[[ Record set, beginning ]]

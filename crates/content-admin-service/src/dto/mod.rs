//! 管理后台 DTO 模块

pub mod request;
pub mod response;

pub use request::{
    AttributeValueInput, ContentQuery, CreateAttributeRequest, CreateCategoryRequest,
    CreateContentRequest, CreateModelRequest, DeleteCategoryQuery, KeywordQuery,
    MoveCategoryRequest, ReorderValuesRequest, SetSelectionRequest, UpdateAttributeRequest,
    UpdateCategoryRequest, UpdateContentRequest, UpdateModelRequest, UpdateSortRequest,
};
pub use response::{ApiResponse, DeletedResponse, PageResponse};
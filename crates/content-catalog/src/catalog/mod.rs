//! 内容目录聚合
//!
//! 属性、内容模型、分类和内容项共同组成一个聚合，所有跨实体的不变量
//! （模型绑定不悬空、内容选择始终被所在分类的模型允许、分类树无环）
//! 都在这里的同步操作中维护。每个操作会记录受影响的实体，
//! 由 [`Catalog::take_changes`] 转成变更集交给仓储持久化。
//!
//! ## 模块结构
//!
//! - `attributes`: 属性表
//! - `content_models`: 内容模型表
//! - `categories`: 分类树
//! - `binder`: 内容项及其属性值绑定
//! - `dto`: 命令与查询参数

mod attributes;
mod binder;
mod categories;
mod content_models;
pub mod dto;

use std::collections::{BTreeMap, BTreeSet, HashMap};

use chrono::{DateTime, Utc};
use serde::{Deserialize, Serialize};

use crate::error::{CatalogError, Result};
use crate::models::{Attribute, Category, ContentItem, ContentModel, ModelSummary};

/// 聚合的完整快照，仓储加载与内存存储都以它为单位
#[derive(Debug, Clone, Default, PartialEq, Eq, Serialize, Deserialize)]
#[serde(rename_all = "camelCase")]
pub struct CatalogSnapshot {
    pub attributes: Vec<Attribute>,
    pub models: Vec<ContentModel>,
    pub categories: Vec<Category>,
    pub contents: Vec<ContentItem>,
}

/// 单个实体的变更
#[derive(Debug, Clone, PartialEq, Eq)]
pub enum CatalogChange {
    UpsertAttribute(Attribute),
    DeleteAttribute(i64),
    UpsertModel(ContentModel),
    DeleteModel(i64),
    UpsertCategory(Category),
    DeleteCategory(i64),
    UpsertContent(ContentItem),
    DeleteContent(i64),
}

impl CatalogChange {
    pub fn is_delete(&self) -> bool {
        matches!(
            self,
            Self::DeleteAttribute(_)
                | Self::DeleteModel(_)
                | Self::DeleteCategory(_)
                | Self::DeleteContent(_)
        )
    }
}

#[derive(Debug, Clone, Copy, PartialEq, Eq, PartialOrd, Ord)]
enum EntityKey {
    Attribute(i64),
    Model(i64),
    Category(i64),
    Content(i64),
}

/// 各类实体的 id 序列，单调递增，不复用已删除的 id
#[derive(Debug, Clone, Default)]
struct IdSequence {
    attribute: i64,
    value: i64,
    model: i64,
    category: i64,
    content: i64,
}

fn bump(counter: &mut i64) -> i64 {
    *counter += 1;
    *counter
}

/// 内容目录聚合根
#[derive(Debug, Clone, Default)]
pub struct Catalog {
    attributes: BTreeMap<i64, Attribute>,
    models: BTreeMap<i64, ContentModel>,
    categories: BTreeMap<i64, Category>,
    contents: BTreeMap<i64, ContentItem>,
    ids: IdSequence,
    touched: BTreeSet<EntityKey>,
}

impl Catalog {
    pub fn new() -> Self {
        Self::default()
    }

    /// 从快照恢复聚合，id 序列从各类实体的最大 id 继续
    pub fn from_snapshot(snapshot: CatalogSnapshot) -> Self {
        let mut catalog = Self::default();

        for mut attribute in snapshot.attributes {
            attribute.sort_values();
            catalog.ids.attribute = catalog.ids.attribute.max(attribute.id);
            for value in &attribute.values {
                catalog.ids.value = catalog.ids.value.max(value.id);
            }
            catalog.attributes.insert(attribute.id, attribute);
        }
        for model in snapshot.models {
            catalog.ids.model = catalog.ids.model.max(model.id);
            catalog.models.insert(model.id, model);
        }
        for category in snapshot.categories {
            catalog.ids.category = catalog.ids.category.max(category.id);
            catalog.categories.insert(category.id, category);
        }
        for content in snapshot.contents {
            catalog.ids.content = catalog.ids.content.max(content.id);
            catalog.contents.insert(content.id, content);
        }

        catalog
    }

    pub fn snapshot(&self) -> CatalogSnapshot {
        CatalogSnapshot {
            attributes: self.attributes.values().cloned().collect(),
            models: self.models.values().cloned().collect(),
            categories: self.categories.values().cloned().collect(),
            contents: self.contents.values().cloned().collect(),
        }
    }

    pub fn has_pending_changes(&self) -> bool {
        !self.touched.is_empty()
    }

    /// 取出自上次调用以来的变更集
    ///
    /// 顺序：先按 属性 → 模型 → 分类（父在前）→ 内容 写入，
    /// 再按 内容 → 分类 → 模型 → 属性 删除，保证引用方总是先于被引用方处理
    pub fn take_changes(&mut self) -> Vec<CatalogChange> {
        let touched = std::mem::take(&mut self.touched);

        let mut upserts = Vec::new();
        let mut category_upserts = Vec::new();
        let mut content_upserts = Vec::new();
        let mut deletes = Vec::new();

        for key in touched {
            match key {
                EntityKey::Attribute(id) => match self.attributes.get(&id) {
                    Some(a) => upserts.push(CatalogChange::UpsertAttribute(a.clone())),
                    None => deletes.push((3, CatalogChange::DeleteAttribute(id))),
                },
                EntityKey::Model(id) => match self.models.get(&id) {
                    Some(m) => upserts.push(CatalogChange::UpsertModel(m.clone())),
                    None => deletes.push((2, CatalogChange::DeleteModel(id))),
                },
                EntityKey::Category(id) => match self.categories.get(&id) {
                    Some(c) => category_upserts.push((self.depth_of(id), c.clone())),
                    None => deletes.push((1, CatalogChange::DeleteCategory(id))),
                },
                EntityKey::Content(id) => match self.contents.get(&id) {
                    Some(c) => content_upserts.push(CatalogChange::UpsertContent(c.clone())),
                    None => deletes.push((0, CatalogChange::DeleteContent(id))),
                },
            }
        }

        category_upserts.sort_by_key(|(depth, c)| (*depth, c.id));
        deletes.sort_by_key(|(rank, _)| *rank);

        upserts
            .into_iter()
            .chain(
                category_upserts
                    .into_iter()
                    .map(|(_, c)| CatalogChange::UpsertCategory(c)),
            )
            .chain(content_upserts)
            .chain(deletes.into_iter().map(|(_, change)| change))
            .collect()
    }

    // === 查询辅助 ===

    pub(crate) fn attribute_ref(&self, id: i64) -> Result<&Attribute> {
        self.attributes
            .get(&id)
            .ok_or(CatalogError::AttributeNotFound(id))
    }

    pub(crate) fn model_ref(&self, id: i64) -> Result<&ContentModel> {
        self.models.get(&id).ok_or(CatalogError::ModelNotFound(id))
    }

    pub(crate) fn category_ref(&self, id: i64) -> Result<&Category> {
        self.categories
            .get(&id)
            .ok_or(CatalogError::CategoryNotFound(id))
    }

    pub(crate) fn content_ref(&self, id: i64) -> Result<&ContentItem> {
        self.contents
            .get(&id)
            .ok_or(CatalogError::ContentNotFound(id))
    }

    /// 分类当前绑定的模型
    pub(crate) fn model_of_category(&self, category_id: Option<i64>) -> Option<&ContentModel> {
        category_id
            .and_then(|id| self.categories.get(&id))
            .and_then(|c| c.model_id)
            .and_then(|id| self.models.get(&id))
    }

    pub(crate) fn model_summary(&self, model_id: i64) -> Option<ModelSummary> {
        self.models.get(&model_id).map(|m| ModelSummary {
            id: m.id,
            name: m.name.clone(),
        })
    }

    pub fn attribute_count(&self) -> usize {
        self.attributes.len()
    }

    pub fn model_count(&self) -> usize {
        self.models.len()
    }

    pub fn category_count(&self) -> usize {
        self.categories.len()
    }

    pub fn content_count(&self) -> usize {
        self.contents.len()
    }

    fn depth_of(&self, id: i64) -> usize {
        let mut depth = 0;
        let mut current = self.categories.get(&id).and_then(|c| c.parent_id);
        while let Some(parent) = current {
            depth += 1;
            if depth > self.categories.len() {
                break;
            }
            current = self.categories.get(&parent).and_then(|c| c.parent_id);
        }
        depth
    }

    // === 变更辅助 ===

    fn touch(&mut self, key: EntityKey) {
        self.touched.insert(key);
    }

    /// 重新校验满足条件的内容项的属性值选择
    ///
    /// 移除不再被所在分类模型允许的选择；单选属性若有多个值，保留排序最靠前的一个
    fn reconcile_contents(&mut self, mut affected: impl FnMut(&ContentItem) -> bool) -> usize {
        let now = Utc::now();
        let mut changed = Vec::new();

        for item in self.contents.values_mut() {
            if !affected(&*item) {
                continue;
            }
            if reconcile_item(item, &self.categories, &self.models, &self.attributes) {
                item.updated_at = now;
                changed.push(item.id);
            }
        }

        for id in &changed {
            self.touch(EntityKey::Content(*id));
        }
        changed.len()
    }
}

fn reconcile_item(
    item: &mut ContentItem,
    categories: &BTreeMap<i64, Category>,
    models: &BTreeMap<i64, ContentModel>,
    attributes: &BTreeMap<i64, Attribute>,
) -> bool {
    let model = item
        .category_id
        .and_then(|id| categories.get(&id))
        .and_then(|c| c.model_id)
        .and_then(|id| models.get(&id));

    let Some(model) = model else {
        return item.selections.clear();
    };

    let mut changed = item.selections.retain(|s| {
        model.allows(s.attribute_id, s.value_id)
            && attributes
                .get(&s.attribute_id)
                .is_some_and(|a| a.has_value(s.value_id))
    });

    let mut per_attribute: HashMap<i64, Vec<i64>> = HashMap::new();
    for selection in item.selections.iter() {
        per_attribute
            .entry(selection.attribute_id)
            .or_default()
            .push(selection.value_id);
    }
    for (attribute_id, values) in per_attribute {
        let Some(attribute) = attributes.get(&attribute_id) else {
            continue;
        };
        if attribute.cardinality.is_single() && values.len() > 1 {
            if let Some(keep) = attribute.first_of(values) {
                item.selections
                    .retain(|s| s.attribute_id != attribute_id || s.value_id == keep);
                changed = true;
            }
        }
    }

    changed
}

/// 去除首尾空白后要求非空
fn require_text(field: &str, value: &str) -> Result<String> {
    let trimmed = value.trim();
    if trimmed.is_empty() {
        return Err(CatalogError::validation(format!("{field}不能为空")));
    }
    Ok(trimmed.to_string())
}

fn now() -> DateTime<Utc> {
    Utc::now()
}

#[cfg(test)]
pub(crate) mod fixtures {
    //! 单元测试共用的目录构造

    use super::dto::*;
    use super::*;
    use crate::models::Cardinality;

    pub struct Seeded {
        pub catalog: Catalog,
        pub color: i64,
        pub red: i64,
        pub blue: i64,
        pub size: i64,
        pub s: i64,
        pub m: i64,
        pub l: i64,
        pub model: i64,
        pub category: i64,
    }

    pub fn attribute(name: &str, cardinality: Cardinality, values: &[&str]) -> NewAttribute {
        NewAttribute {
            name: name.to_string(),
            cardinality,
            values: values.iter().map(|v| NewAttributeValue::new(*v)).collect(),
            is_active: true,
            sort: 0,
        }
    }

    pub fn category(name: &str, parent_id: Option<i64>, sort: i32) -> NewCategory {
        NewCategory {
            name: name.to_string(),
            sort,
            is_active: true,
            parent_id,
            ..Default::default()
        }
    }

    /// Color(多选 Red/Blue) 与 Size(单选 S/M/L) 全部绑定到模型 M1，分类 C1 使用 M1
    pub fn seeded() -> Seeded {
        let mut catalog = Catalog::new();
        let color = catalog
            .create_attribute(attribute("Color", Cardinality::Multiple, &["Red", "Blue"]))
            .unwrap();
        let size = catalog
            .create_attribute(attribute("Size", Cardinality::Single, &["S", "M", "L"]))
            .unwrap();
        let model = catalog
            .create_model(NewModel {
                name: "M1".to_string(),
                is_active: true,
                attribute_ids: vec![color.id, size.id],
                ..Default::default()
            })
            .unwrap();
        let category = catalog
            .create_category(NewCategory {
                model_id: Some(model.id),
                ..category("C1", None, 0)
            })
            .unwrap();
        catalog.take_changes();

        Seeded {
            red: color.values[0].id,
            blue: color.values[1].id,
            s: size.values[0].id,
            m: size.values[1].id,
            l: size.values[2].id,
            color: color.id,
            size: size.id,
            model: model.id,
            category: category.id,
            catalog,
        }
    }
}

[[ Record set, end ]]
[[ Record set, beginning ]]

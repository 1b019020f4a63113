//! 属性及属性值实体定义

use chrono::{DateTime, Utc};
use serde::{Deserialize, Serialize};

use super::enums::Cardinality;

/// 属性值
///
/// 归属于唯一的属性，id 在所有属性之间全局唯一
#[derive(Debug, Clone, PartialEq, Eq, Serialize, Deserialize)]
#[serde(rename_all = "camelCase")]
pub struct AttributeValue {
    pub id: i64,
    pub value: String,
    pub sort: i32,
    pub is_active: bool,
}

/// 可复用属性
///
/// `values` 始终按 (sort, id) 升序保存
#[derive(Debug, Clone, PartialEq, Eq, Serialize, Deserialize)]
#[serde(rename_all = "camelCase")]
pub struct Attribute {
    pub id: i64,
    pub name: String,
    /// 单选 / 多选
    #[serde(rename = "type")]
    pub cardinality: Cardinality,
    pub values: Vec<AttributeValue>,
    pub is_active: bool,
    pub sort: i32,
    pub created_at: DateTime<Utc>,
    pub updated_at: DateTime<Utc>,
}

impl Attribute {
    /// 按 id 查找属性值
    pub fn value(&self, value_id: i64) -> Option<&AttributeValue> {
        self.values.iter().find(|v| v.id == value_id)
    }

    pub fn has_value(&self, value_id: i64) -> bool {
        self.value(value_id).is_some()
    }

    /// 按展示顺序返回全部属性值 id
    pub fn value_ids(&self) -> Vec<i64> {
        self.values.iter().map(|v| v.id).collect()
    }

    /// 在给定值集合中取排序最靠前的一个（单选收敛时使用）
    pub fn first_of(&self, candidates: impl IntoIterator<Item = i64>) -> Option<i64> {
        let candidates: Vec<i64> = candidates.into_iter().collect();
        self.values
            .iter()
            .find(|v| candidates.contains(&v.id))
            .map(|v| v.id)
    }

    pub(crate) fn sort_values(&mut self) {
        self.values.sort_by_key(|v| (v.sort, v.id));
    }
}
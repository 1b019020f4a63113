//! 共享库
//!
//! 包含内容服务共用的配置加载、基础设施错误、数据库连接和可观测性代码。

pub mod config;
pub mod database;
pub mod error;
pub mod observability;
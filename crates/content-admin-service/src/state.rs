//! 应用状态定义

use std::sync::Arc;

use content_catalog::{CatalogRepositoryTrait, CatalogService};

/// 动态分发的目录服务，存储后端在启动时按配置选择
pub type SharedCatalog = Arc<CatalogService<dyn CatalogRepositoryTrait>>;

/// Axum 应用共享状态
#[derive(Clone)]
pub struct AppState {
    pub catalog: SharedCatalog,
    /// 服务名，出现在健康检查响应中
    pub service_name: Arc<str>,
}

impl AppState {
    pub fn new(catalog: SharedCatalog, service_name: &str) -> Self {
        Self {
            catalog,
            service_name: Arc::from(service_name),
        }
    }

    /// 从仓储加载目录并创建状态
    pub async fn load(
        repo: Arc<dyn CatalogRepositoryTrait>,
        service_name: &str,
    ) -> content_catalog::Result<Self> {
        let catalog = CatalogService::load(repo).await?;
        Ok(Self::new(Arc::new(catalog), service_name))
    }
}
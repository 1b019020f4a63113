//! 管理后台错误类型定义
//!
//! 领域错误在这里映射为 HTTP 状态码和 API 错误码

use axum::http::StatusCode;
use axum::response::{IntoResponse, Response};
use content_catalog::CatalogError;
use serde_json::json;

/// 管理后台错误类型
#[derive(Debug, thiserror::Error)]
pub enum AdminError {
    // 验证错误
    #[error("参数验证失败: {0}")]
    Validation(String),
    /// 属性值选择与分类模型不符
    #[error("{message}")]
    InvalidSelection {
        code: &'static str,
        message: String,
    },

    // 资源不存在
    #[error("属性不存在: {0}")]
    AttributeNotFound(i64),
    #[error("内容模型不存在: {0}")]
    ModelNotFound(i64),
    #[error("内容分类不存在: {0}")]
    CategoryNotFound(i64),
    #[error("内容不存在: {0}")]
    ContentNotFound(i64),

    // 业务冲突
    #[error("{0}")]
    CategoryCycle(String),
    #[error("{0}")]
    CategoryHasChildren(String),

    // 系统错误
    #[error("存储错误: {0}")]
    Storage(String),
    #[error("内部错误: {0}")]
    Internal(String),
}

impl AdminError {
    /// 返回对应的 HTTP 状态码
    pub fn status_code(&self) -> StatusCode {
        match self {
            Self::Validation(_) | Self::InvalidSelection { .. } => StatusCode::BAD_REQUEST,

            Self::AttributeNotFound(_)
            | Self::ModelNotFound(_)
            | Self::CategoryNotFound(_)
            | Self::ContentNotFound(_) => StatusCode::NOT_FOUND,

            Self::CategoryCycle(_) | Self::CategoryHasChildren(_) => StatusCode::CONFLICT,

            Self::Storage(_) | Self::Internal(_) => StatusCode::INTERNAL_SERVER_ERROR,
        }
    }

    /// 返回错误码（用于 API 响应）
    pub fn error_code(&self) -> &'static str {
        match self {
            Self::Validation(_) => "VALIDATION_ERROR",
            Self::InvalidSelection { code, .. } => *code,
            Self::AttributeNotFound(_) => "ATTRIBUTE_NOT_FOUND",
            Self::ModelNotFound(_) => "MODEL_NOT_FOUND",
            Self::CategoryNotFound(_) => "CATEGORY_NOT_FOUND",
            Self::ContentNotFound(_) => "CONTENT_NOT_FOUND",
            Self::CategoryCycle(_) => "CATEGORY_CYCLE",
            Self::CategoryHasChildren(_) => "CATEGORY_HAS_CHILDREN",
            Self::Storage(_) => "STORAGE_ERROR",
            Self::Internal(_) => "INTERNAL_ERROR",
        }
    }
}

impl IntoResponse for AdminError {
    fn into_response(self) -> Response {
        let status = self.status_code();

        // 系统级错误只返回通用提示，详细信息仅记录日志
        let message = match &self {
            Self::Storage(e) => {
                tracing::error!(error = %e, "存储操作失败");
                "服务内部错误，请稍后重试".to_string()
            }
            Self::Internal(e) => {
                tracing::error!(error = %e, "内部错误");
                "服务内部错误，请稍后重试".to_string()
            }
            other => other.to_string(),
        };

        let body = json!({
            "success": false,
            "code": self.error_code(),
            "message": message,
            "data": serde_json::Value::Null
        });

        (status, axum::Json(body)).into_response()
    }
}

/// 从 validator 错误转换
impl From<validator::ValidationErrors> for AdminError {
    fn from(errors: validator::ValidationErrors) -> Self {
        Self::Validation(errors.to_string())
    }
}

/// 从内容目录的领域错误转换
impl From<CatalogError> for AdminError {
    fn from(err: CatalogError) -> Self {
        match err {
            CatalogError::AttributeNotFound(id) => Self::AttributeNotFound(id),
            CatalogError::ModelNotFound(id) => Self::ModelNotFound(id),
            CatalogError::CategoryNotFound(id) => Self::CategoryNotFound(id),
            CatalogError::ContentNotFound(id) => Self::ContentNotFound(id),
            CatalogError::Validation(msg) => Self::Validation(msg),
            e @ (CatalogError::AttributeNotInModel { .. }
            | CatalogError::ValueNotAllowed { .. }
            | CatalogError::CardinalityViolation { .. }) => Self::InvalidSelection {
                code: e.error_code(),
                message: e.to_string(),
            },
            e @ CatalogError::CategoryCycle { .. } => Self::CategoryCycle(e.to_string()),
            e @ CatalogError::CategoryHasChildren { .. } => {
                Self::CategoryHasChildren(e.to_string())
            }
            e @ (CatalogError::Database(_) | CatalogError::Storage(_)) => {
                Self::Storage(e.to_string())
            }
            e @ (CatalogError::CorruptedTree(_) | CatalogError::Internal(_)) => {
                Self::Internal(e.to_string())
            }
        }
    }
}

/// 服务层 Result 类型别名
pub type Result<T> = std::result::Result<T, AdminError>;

[[ Record set, end ]]
[[ Record set, beginning ]]

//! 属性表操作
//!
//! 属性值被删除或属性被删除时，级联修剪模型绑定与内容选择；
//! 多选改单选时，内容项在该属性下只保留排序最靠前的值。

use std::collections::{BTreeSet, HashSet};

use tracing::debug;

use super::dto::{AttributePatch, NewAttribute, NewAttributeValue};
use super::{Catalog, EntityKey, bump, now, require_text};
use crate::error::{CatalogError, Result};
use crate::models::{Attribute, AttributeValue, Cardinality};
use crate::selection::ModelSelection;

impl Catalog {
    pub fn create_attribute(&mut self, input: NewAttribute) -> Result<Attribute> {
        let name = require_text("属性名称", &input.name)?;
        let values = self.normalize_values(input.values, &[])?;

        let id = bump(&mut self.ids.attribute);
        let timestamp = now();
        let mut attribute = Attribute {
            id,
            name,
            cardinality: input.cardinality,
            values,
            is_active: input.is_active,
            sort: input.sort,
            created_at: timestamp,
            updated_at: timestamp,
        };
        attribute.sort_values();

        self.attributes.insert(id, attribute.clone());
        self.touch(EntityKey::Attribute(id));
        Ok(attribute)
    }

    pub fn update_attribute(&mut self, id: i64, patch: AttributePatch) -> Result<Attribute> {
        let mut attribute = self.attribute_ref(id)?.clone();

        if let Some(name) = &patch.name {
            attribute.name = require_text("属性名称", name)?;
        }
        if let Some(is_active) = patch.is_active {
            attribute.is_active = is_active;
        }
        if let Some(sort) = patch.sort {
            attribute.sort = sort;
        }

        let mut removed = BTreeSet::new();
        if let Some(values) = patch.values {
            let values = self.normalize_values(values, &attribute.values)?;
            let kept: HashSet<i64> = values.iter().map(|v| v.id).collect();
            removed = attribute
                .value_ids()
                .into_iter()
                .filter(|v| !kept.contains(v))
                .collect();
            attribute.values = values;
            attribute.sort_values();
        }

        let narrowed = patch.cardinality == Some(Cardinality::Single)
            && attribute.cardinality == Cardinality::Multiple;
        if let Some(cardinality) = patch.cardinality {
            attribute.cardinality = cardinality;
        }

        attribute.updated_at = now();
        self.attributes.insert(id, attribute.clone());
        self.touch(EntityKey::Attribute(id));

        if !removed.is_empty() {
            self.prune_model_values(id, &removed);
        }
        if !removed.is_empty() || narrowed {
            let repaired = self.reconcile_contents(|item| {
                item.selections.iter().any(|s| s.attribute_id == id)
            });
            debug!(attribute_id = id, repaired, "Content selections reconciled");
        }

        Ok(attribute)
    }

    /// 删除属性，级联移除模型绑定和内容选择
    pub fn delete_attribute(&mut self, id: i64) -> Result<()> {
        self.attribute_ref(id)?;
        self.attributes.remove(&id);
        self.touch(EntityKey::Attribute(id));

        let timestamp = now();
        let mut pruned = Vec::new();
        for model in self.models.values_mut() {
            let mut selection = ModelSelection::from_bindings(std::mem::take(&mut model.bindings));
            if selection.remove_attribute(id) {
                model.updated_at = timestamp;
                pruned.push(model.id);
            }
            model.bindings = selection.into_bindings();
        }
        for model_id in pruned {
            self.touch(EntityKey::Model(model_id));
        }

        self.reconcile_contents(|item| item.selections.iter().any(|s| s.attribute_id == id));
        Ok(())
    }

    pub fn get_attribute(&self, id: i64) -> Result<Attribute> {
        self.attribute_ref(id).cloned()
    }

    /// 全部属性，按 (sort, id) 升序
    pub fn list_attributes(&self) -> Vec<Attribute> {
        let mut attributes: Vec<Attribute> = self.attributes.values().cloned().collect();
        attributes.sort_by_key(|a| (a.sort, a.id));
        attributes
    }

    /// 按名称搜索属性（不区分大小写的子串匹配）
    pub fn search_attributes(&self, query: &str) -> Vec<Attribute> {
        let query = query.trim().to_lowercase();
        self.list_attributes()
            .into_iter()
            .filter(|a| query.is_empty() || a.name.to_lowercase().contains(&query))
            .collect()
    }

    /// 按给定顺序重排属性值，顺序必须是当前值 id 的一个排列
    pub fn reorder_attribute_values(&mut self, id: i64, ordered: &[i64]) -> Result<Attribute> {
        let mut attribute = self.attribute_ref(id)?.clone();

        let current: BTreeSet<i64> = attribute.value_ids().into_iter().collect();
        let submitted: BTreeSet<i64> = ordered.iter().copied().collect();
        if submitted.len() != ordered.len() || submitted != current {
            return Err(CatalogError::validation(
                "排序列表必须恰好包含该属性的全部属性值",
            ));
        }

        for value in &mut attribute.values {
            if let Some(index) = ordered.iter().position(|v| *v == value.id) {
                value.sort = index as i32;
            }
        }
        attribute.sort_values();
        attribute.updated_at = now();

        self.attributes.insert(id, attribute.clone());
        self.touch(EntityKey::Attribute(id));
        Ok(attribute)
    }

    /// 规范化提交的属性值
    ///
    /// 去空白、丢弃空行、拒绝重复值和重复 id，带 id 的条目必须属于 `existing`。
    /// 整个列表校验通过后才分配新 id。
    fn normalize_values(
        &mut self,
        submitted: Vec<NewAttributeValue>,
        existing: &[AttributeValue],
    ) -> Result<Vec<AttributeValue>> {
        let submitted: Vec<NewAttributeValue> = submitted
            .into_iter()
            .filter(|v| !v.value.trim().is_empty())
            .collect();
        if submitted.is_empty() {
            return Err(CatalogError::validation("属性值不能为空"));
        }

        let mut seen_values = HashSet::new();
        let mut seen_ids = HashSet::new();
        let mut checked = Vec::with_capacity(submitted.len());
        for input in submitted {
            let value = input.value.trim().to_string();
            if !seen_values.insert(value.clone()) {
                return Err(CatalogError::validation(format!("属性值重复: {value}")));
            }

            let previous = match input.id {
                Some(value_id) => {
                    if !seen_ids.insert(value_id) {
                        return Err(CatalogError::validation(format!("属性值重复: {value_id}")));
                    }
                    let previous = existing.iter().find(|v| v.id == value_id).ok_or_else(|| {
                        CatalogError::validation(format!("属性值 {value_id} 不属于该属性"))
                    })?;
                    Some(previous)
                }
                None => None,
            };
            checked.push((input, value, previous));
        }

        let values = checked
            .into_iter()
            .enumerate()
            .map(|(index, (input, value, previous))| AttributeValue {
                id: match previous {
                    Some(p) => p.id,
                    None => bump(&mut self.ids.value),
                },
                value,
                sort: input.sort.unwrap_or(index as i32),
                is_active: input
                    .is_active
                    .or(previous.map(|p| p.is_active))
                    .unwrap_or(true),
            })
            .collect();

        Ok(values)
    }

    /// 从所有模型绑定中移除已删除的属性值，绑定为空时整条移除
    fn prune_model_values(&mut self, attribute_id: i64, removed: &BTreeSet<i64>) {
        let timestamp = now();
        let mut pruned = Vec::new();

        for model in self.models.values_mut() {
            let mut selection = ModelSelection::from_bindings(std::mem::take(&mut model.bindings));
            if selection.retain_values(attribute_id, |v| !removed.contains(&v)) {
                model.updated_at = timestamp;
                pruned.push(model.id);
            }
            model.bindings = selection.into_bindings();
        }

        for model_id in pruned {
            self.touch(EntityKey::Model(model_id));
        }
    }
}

[[ Record set, end ]]

The answer should be only the number of lines in the data that contain the string "InvalidSelection".

Exercise response :: 4